En el corazón de Rioja Alavesa se esconde una localidad que, en 2026, acaparó la atención de toda España. Laguardia no es solo un punto más en el mapa, sino un lugar donde la historia se siente en cada piedra. Aquí no hay el bullicio de las grandes ciudades, pero sí una atmósфера auténtica: calles estrechas, casas antiguas y una sensación de que el tiempo avanza más despacio.
En Laguardia viven menos de mil quinientas personas, y cada una de ellas se enorgullece de su ciudad. Y tienen motivos: murallas medievales, iglesias imponentes, palacios y torres que parecen sacados de antiguos relatos. El pueblo está rodeado de viñedos y, más allá, se extiende la naturaleza salvaje y hermosa del País Vasco.
Un laberinto medieval
El gran orgullo de Laguardia es su casco histórico. Se conservan sólidas murallas que durante siglos protegieron a los habitantes de sus enemigos. Dentro te espera un verdadero laberinto de calles empedradas donde es fácil perderse, pero aún más fácil maravillarse. La iglesia de Santa María de los Reyes sorprende con su portal tallado, considerado uno de los más bellos de España. Y la Torre Abacial, cuya construcción duró casi quinientos años, sigue dominando la ciudad, recordando su pasado guerrero.

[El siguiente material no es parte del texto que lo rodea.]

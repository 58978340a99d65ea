//! Tests for dependency resolution order, cycle and missing-dependency detection

use super::fixtures::{event_log, position, register_tracked};
use crate::components::{ComponentError, ComponentRegistry, MissingDependency};

fn registry_with(edges: &[(&str, &[&str])]) -> ComponentRegistry {
    let log = event_log();
    let mut registry = ComponentRegistry::new();
    for (name, deps) in edges {
        register_tracked(&mut registry, name, deps, &log).unwrap();
    }
    registry
}

fn assert_topological(registry: &ComponentRegistry, order: &[String]) {
    assert_eq!(order.len(), registry.len(), "every component is placed");
    for name in registry.names() {
        for dep in registry.dependencies_of(&name).unwrap() {
            assert!(
                position(order, dep) < position(order, &name),
                "'{}' must precede '{}' in {:?}",
                dep,
                name,
                order
            );
        }
    }
}

#[test]
fn test_chain_resolves_dependencies_first() {
    let mut registry = registry_with(&[
        ("player", &["voice"]),
        ("voice", &["gateway"]),
        ("gateway", &[]),
    ]);

    let order = registry.resolve_order().unwrap();

    assert_eq!(order, vec!["gateway", "voice", "player"]);
    assert_eq!(registry.order(), Some(order.as_slice()));
}

#[test]
fn test_diamond_graph_is_topological() {
    let mut registry = registry_with(&[
        ("commands", &["player", "search"]),
        ("player", &["config"]),
        ("search", &["config"]),
        ("config", &[]),
    ]);

    let order = registry.resolve_order().unwrap();

    assert_topological(&registry, &order);
    assert_eq!(order.first().map(String::as_str), Some("config"));
    assert_eq!(order.last().map(String::as_str), Some("commands"));
}

#[test]
fn test_independent_components_keep_registration_order() {
    let mut registry = registry_with(&[("c", &[]), ("a", &[]), ("b", &[])]);
    assert_eq!(registry.resolve_order().unwrap(), vec!["c", "a", "b"]);
}

#[test]
fn test_generated_acyclic_graphs_are_topological() {
    // Small deterministic LCG so the graphs vary without a rand dependency
    let mut seed: u64 = 0x5eed;
    let mut next = move || {
        seed = seed.wrapping_mul(6364136223846793005).wrapping_add(1442695040888963407);
        (seed >> 33) as usize
    };

    for _ in 0..25 {
        let count = 2 + next() % 12;
        let names: Vec<String> = (0..count).map(|i| format!("component-{}", i)).collect();
        let log = event_log();
        let mut registry = ComponentRegistry::new();

        // Only edges to lower indices, registered in shuffled order: always acyclic
        let mut indices: Vec<usize> = (0..count).collect();
        for i in (1..count).rev() {
            indices.swap(i, next() % (i + 1));
        }
        for &i in &indices {
            let deps: Vec<&str> = (0..i)
                .filter(|_| next() % 3 == 0)
                .map(|j| names[j].as_str())
                .collect();
            register_tracked(&mut registry, &names[i], &deps, &log).unwrap();
        }

        let order = registry.resolve_order().unwrap();
        assert_topological(&registry, &order);
    }
}

#[test]
fn test_mutual_dependency_is_circular() {
    let mut registry = registry_with(&[("a", &["b"]), ("b", &["a"])]);

    assert_eq!(
        registry.resolve_order(),
        Err(ComponentError::CircularDependency {
            names: vec!["a".to_string(), "b".to_string()]
        })
    );
    assert_eq!(registry.order(), None);
}

#[test]
fn test_cycle_reports_every_unplaced_component() {
    let mut registry = registry_with(&[
        ("config", &[]),
        ("x", &["z"]),
        ("y", &["x"]),
        ("z", &["y"]),
        ("downstream", &["x", "config"]),
    ]);

    match registry.resolve_order() {
        Err(ComponentError::CircularDependency { names }) => {
            assert_eq!(names, vec!["downstream", "x", "y", "z"]);
        }
        other => panic!("Expected CircularDependency, got {:?}", other),
    }
}

#[test]
fn test_self_dependency_is_circular() {
    let mut registry = registry_with(&[("loopy", &["loopy"])]);
    assert!(matches!(
        registry.resolve_order(),
        Err(ComponentError::CircularDependency { names }) if names == vec!["loopy"]
    ));
}

#[test]
fn test_missing_dependency_names_dependency_and_requester() {
    let mut registry = registry_with(&[("player", &["voice"])]);

    assert_eq!(
        registry.resolve_order(),
        Err(ComponentError::NotRegistered {
            missing: vec![MissingDependency {
                name: "voice".to_string(),
                requested_by: Some("player".to_string()),
            }]
        })
    );
}

#[test]
fn test_all_missing_dependencies_are_reported() {
    let mut registry = registry_with(&[
        ("player", &["voice", "catalog"]),
        ("search", &["catalog"]),
        ("catalog_cache", &[]),
    ]);

    match registry.resolve_order() {
        Err(ComponentError::NotRegistered { missing }) => {
            let pairs: Vec<(String, Option<String>)> = missing
                .into_iter()
                .map(|m| (m.name, m.requested_by))
                .collect();
            assert_eq!(
                pairs,
                vec![
                    ("voice".to_string(), Some("player".to_string())),
                    ("catalog".to_string(), Some("player".to_string())),
                    ("catalog".to_string(), Some("search".to_string())),
                ]
            );
        }
        other => panic!("Expected NotRegistered, got {:?}", other),
    }
}

#[test]
fn test_duplicate_registration_is_rejected() {
    let log = event_log();
    let mut registry = ComponentRegistry::new();
    register_tracked(&mut registry, "player", &[], &log).unwrap();

    assert_eq!(
        register_tracked(&mut registry, "player", &["voice"], &log),
        Err(ComponentError::AlreadyRegistered {
            name: "player".to_string()
        })
    );
    assert_eq!(registry.len(), 1);
    assert!(registry.dependencies_of("player").unwrap().is_empty());
}

#[test]
fn test_duplicate_declared_dependencies_count_once() {
    let mut registry = registry_with(&[("player", &["voice", "voice"]), ("voice", &[])]);

    assert_eq!(registry.dependencies_of("player").unwrap(), ["voice"]);
    assert_eq!(registry.resolve_order().unwrap(), vec!["voice", "player"]);
}

#[test]
fn test_empty_registry_resolves_to_empty_order() {
    let mut registry = ComponentRegistry::new();
    assert!(registry.is_empty());
    assert_eq!(registry.resolve_order().unwrap(), Vec::<String>::new());
}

En cada casa, en cada rincón, se percibe el aliento de los siglos. Aquí no hay espacio para la prisa, solo para la contemplación y los paseos tranquilos. En Laguardia es fácil imaginarse protagonista de una leyenda medieval, sobre todo cuando las sombras de la tarde cubren los antiguos muros.
Los misterios de las bodegas subterráneas
Pero los verdaderos secretos de Laguardia se esconden bajo tierra. Justo debajo del casco histórico se encuentra un singular depósito celtibérico, construido en la Edad del Hierro. No se trata solo de un hallazgo arqueológico: es el mayor estanque de su época en Europa, con capacidad para almacenar hasta 300 mil litros de agua. Su antigüedad supera los dos mil años y aún hoy impresiona incluso a los viajeros más experimentados.
A poca distancia de la ciudad se pueden encontrar otros vestigios de civilizaciones antiguas. El dolmen de Chabola de la Hechicera es uno de los megalitos más conocidos del norte de España. Estas construcciones de piedra, envueltas en leyendas, aportan a Laguardia un aura mística muy especial. Aquí, el pasado convive literalmente con el presente y esa sensación se percibe en cada rincón.
Tradición vitivinícola
Laguardia no es solo una ciudad histórica, también es la capital del vino. Los viñedos rodean la ciudad formando un cinturón denso, y en sus numerosas bodegas se pueden catar los mejores caldos de la región. El vino aquí no es solo una bebida, sino parte esencial de la cultura, transmitida de generación en generación. Los habitantes comparten con orgullo sus tradiciones, y cada degustación se convierte en un auténtico viaje por los sabores y el tiempo.
Entre las bodegas, se encuentran tanto antiguas casas familiares como modernas instalaciones vinícolas donde se fusionan recetas centenarias con tecnologías innovadoras. Las rutas del vino en Laguardia ofrecen la oportunidad no solo de degustar los célebres vinos de Rioja, sino también de descubrir su proceso de elaboración, ver todo con tus propios ojos e incluso participar en la vendimia si coincide con la temporada.
Naturaleza y alrededores
Los paisajes que rodean Laguardia son tan impresionantes como su arquitectura. La ciudad se ubica a los pies de la Sierra de Toloño, que la resguarda de los vientos fríos y le otorga un microclima especial. Es el lugar ideal para paseos a pie, rutas en bicicleta y observación de la naturaleza. En días despejados, desde aquí se pueden divisar las regiones vecinas de Castilla y León y La Rioja.
Los aficionados al turismo activo encontrarán numerosos senderos para hacer hiking, mientras que quienes buscan tranquilidad pueden simplemente disfrutar del silencio y el aire fresco. Laguardia es el sitio perfecto para desconectar del ajetreo urbano y sentirse parte de la naturaleza.
Un verdadero descubrimiento
Laguardia no es solo otro pueblo bonito del norte de España. Es un lugar donde pasado y presente se entrelazan tan estrechamente que a veces resulta difícil distinguir en qué época te encuentras. Cada visitante hallará aquí algo especial: inspiración, serenidad o nuevos sabores y experiencias. En 2026, Laguardia ocupa con justicia un lugar entre los mejores destinos para viajar en invierno. Y, siendo sinceros, este reconocimiento era solo cuestión de tiempo.